Every tutorial should be crafted for some hypothetical user stupider than their current stupidest user.
By induction, that will only make your user base stupider.
Wiki and official social platform to share configurations and flakes ect! But my god the documentation.....
I'm not against immutable distro's on principle. I imagine they still have some kinks to iron out, but I haven't looked in on them for a while.
My opinion on these things is; if it's a superior system, then it'll become the new standard, that's always what happens, and the naysayers are largely irrelevant. Just like computers, smart phones, the internet, etc.
if it’s a superior system, then it’ll become the new standard
Not even remotely close to how it works. Remember: we had pulseaudio as the "new standard" for a decent while.
It's been two decades. What kinks do you think NixOS has yet to iron out?
if it’s a superior system, then it’ll become the new standard,
That's not how it usually works, unfortunately...
Yeah, everyone knows the new standard will be whatever gets the backing of the porn industry.
Yeah. I think they'll catch on in much the same way that lock files have become the standard in many languages. IMO, it just makes more sense to declare all dependencies atomically. I also think/hope it will supplant our overreliance on Docker containers to achieve these kinds of guarantees (where it actually makes sense or presents undeniable benefits).
In the case of docker I'm already at the point where I no longer think it's necessary. At my current job our stack is JS, PHP and Python. 3 interpreted languages, we then build on Ubuntu and deploy on Ubuntu. I don't think our project really needs docker, even though it does use it. We also have wasm/wasi prepping to eat Docker's lunch.
I’d look into building all of that in a flake just so you can encapsulate (and have a central version control of) all of your dependencies in case something does change.
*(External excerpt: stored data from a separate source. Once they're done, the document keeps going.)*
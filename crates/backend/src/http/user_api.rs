use async_trait::async_trait;
use reqwest::Method;
use serde::Serialize;
use taskboard_core::model::{Profile, ProfileId, Role, User, UserForm, UserId};

use super::HttpBackend;
use super::payload::{coerce_list, coerce_one};
use crate::repository::{BackendError, ProfileApi, ProfileUpdate, UserApi};

/// Roster edits never resend the password.
#[derive(Serialize)]
struct UserUpdateBody<'a> {
    email: &'a str,
    full_name: &'a str,
    role: Role,
}

#[cfg_attr(target_arch = "wasm32", async_trait(?Send))]
#[cfg_attr(not(target_arch = "wasm32"), async_trait)]
impl UserApi for HttpBackend {
    async fn list_users(&self) -> Result<Vec<User>, BackendError> {
        let payload = self.call(Method::GET, "users").await?;
        Ok(coerce_list(payload, &["users", "data"]))
    }

    async fn current_user(&self) -> Result<User, BackendError> {
        // The users endpoint resolves the bearer; a list answer leads with the caller.
        let payload = self.call(Method::GET, "users").await?;
        coerce_one(payload)
    }

    async fn create_user(&self, form: &UserForm) -> Result<(), BackendError> {
        self.call_with(Method::POST, "users", form).await?;
        Ok(())
    }

    async fn update_user(&self, id: &UserId, form: &UserForm) -> Result<(), BackendError> {
        let body = UserUpdateBody {
            email: &form.email,
            full_name: &form.full_name,
            role: form.role,
        };
        self.call_with(Method::PUT, &format!("users/{id}"), &body)
            .await?;
        Ok(())
    }

    async fn delete_user(&self, id: &UserId) -> Result<(), BackendError> {
        self.call(Method::DELETE, &format!("users/{id}")).await?;
        Ok(())
    }
}

#[cfg_attr(target_arch = "wasm32", async_trait(?Send))]
#[cfg_attr(not(target_arch = "wasm32"), async_trait)]
impl ProfileApi for HttpBackend {
    async fn profile_by_user(&self, user_id: &UserId) -> Result<Profile, BackendError> {
        let payload = self
            .call(Method::GET, &format!("profiles/by-user/{user_id}"))
            .await?;
        coerce_one(payload)
    }

    async fn update_profile(
        &self,
        id: &ProfileId,
        update: &ProfileUpdate,
    ) -> Result<(), BackendError> {
        self.call_with(Method::PUT, &format!("profiles/{id}"), update)
            .await?;
        Ok(())
    }
}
I’m a bit of a Nix dork but I tend to try and declare my entire dev stack in a flake so it can follow me to every machine. It offers some of the “it works on every machine” guarantees that Docker offers while also forcing the compilation of the stack to happen natively (or at least pulls in some content addressed cache that offers security by being the exact hash for the whole dependency graph). I like that
Here’s how I used the Nix way to declare an interactive Python scraper the other day. With this method, I can lock dependencies between machines as a matter of course without having to use Docker:
{
description = “Weed Scraper”;
inputs = {
nixpkgs.url = “github:NixOS/nixpkgs?ref=nixpkgs-unstable”;
utils.url = “github:numtide/flake-utils”;
};
outputs = { self, nixpkgs, utils }: utils.lib.eachSystem [“x86_64-linux”] (system: let
pkgs = import nixpkgs { system = system; };
in rec {
packages = {
pythonEnv =
pkgs.python3.withPackages (ps: with ps; [ webdriver-manager openpyxl pandas requests beautifulsoup4 websocket-client selenium keyboard ]);
};
devShell = pkgs.mkShell {
buildInputs = [
pkgs.chromium
pkgs.undetected-chromedriver
packages.pythonEnv
];
shellHook = ‘’
export PATH=${pkgs.chromium}/bin:${pkgs.undetected-chromedriver}/bin:$PATH
‘’;
};
});
}
Which declarative systems exist besides nix? Don't say ansible. It's barely declarative.
GUIX is a good example.
Don't say ansible. It's barely declarative.
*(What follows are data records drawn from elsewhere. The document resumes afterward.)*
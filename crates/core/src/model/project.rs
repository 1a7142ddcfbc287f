use chrono::{DateTime, Utc};
use serde::{Deserialize, Deserializer, Serialize};

use crate::model::ids::{ProjectId, UserId};
use crate::model::task::{Task, TaskStatus};

/// Direction of a project's confidence over the week.
#[derive(Debug, Clone, Copy, PartialEq, Eq, Hash, Default, Serialize, Deserialize)]
#[serde(rename_all = "lowercase")]
pub enum Trend {
    Up,
    Down,
    #[default]
    Stable,
}

/// A project and the tasks that belong to it.
///
/// The backend returns projects and tasks from separate endpoints; `tasks`
/// is filled in by [`attach_tasks`].
#[derive(Debug, Clone, PartialEq, Serialize, Deserialize)]
pub struct Project {
    pub id: ProjectId,
    pub name: String,
    #[serde(default, deserialize_with = "null_as_empty")]
    pub description: String,
    #[serde(default)]
    pub progress: f64,
    #[serde(default)]
    pub confidence: f64,
    #[serde(default)]
    pub trend: Trend,
    #[serde(default)]
    pub user_id: Option<UserId>,
    #[serde(default)]
    pub created_at: Option<DateTime<Utc>>,
    #[serde(default)]
    pub updated_at: Option<DateTime<Utc>>,
    #[serde(default)]
    pub tasks: Vec<Task>,
}

impl Project {
    #[must_use]
    pub fn new(id: ProjectId, name: impl Into<String>) -> Self {
        Self {
            id,
            name: name.into(),
            description: String::new(),
            progress: 0.0,
            confidence: 0.0,
            trend: Trend::Stable,
            user_id: None,
            created_at: None,
            updated_at: None,
            tasks: Vec::new(),
        }
    }

    #[must_use]
    pub fn count_with_status(&self, status: TaskStatus) -> usize {
        self.tasks.iter().filter(|task| task.status == status).count()
    }

    /// Weekly-goal label: the description when present, else the name.
    #[must_use]
    pub fn goal_label(&self) -> &str {
        if self.description.is_empty() {
            &self.name
        } else {
            &self.description
        }
    }
}

/// Fields sent when a project is created implicitly by quick-add.
#[derive(Debug, Clone, PartialEq, Eq, Serialize)]
pub struct NewProject {
    pub name: String,
    pub description: String,
    #[serde(skip_serializing_if = "Option::is_none")]
    pub user_id: Option<UserId>,
}

impl NewProject {
    /// Description falls back to `Project for <name>` when no goal is given.
    #[must_use]
    pub fn named(name: impl Into<String>, goal: &str, user_id: Option<UserId>) -> Self {
        let name = name.into();
        let description = if goal.trim().is_empty() {
            format!("Project for {name}")
        } else {
            goal.to_owned()
        };
        Self {
            name,
            description,
            user_id,
        }
    }
}

/// Distribute `tasks` into their projects by `project_id`.
///
/// Each project's previous task list is replaced. Tasks keep their backend
/// order and receive the owning project's name. Orphan tasks are dropped.
#[must_use]
pub fn attach_tasks(projects: Vec<Project>, tasks: &[Task]) -> Vec<Project> {
    projects
        .into_iter()
        .map(|mut project| {
            project.tasks = tasks
                .iter()
                .filter(|task| task.project_id == project.id)
                .cloned()
                .map(|mut task| {
                    task.project_name.clone_from(&project.name);
                    task
                })
                .collect();
            project
        })
        .collect()
}

/// Flatten projects into one task list, annotating each task with its project name.
#[must_use]
pub fn flatten_tasks(projects: &[Project]) -> Vec<Task> {
    projects
        .iter()
        .flat_map(|project| {
            project.tasks.iter().cloned().map(|mut task| {
                task.project_name.clone_from(&project.name);
                task
            })
        })
        .collect()
}

/// Projects owned by `user_id`.
#[must_use]
pub fn projects_of_user<'a>(projects: &'a [Project], user_id: &UserId) -> Vec<&'a Project> {
    projects
        .iter()
        .filter(|project| project.user_id.as_ref() == Some(user_id))
        .collect()
}

fn null_as_empty<'de, D>(deserializer: D) -> Result<String, D::Error>
where
    D: Deserializer<'de>,
{
    Ok(Option::<String>::deserialize(deserializer)?.unwrap_or_default())
}

#[cfg(test)]
mod tests {
    use super::*;
    use crate::model::ids::TaskId;

    #[test]
    fn attach_tasks_groups_by_project_and_names_them() {
        let projects = vec![
            Project::new(ProjectId::new("p1"), "Alpha"),
            Project::new(ProjectId::new("p2"), "Beta"),
        ];
        let tasks = vec![
            Task::new(TaskId::new("t1"), ProjectId::new("p2"), "one"),
            Task::new(TaskId::new("t2"), ProjectId::new("p1"), "two"),
            Task::new(TaskId::new("t3"), ProjectId::new("p2"), "three"),
            Task::new(TaskId::new("t4"), ProjectId::new("gone"), "orphan"),
        ];

        let merged = attach_tasks(projects, &tasks);
        assert_eq!(merged[0].tasks.len(), 1);
        assert_eq!(merged[1].tasks.len(), 2);
        assert_eq!(merged[1].tasks[0].title, "one");
        assert_eq!(merged[1].tasks[1].project_name, "Beta");

        let flat = flatten_tasks(&merged);
        assert_eq!(flat.len(), 3);
        assert!(flat.iter().all(|task| task.id != TaskId::new("t4")));
    }

    #[test]
    fn null_description_decodes_as_empty() {
        let json = r#"{"id":"p1","name":"Alpha","description":null,"trend":"up"}"#;
        let project: Project = serde_json::from_str(json).unwrap();
        assert_eq!(project.description, "");
        assert_eq!(project.trend, Trend::Up);
        assert_eq!(project.goal_label(), "Alpha");
    }

    #[test]
    fn new_project_description_fallback() {
        let project = NewProject::named("ops", "", None);
        assert_eq!(project.description, "Project for ops");
        let project = NewProject::named("ops", "launch", None);
        assert_eq!(project.description, "launch");
    }
}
True, but it uses a common language in its Playbooks, which is a significant advantage. I'd like nix if I didn't need to use nix the language. It's great concept and the portability is awesome.
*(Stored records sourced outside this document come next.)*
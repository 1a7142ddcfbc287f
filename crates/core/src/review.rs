use crate::model::Task;

/// Presentation mode for the whole task list. Switched by a single toggle.
#[derive(Debug, Clone, Copy, PartialEq, Eq, Hash, Default)]
pub enum ReviewMode {
    #[default]
    Overview,
    Midday,
    EndOfDay,
    Carryover,
}

impl ReviewMode {
    pub const ALL: [ReviewMode; 4] = [
        ReviewMode::Overview,
        ReviewMode::Midday,
        ReviewMode::EndOfDay,
        ReviewMode::Carryover,
    ];

    /// Modes offered on the daily tracker page.
    pub const DAILY: [ReviewMode; 3] =
        [ReviewMode::Midday, ReviewMode::EndOfDay, ReviewMode::Carryover];

    #[must_use]
    pub fn toggle_label(self) -> &'static str {
        match self {
            ReviewMode::Overview => "Overview",
            ReviewMode::Midday => "MD (09:00 - 13:00)",
            ReviewMode::EndOfDay => "EOD (13:00 - 17:00)",
            ReviewMode::Carryover => "Continue Tomorrow",
        }
    }

    #[must_use]
    pub fn heading(self) -> &'static str {
        match self {
            ReviewMode::Overview => "Today's tasks",
            ReviewMode::Midday => "Midday Check",
            ReviewMode::EndOfDay => "Victory lap",
            ReviewMode::Carryover => "Continue Tomorrow",
        }
    }

    /// Cosmetic time window; nothing is gated on it.
    #[must_use]
    pub fn time_window(self) -> Option<&'static str> {
        match self {
            ReviewMode::Midday => Some("09:00 - 13:00"),
            ReviewMode::EndOfDay => Some("13:00 - 17:00"),
            ReviewMode::Overview | ReviewMode::Carryover => None,
        }
    }

    /// Midday and end-of-day cards offer the "continue tomorrow" action.
    #[must_use]
    pub fn allows_continue_tomorrow(self) -> bool {
        matches!(self, ReviewMode::Midday | ReviewMode::EndOfDay)
    }

    /// Every mode except overview always shows the details section.
    #[must_use]
    pub fn shows_details(self) -> bool {
        self != ReviewMode::Overview
    }

    #[must_use]
    pub fn includes(self, task: &Task) -> bool {
        match self {
            ReviewMode::Carryover => task.continue_tomorrow,
            ReviewMode::Overview | ReviewMode::Midday | ReviewMode::EndOfDay => true,
        }
    }

    /// Tasks listed in this mode, in their original order.
    #[must_use]
    pub fn visible_tasks<'a>(self, tasks: &'a [Task]) -> Vec<&'a Task> {
        tasks.iter().filter(|task| self.includes(task)).collect()
    }
}

/// Per-card UI state: which panels are open and the local drafts.
#[derive(Debug, Clone, PartialEq, Eq, Default)]
pub struct TaskCardState {
    pub show_details: bool,
    pub show_progress_field: bool,
    pub deliverable: String,
    pub bottleneck: String,
    pub progress: String,
}

impl TaskCardState {
    /// Seed drafts from the task's saved notes.
    #[must_use]
    pub fn from_task(task: &Task) -> Self {
        Self {
            show_details: false,
            show_progress_field: false,
            deliverable: task.deliverable.clone().unwrap_or_default(),
            bottleneck: task.bottleneck.clone().unwrap_or_default(),
            progress: task.progress.clone().unwrap_or_default(),
        }
    }

    /// The progress field only appears in modes that allow carryover.
    #[must_use]
    pub fn progress_field_visible(&self, mode: ReviewMode) -> bool {
        self.show_progress_field && mode.allows_continue_tomorrow()
    }

    #[must_use]
    pub fn details_visible(&self, mode: ReviewMode) -> bool {
        self.show_details || mode.shows_details()
    }

    /// Label of the carryover button: first mark, or edit an existing note.
    #[must_use]
    pub fn continue_button_label(task: &Task) -> &'static str {
        if task.continue_tomorrow {
            "Edit Progress"
        } else {
            "Continue Tomorrow"
        }
    }
}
BlendOS is a declarative Arch.
GUIX for one.
GUIX is to NixOS what Gentoo or Manjaro are to Arch.
I’ll probably try it someday when I get bored enough of systemd.
Gentoo or Manjaro are to Arch? What do you mean? Those two are very different from each other especially in their relationships to Arch.
Duly noted. I DO NOT use Arch, btw. ;)
What I meant to try and say is that GUIX is like NixOS for Chad programmers.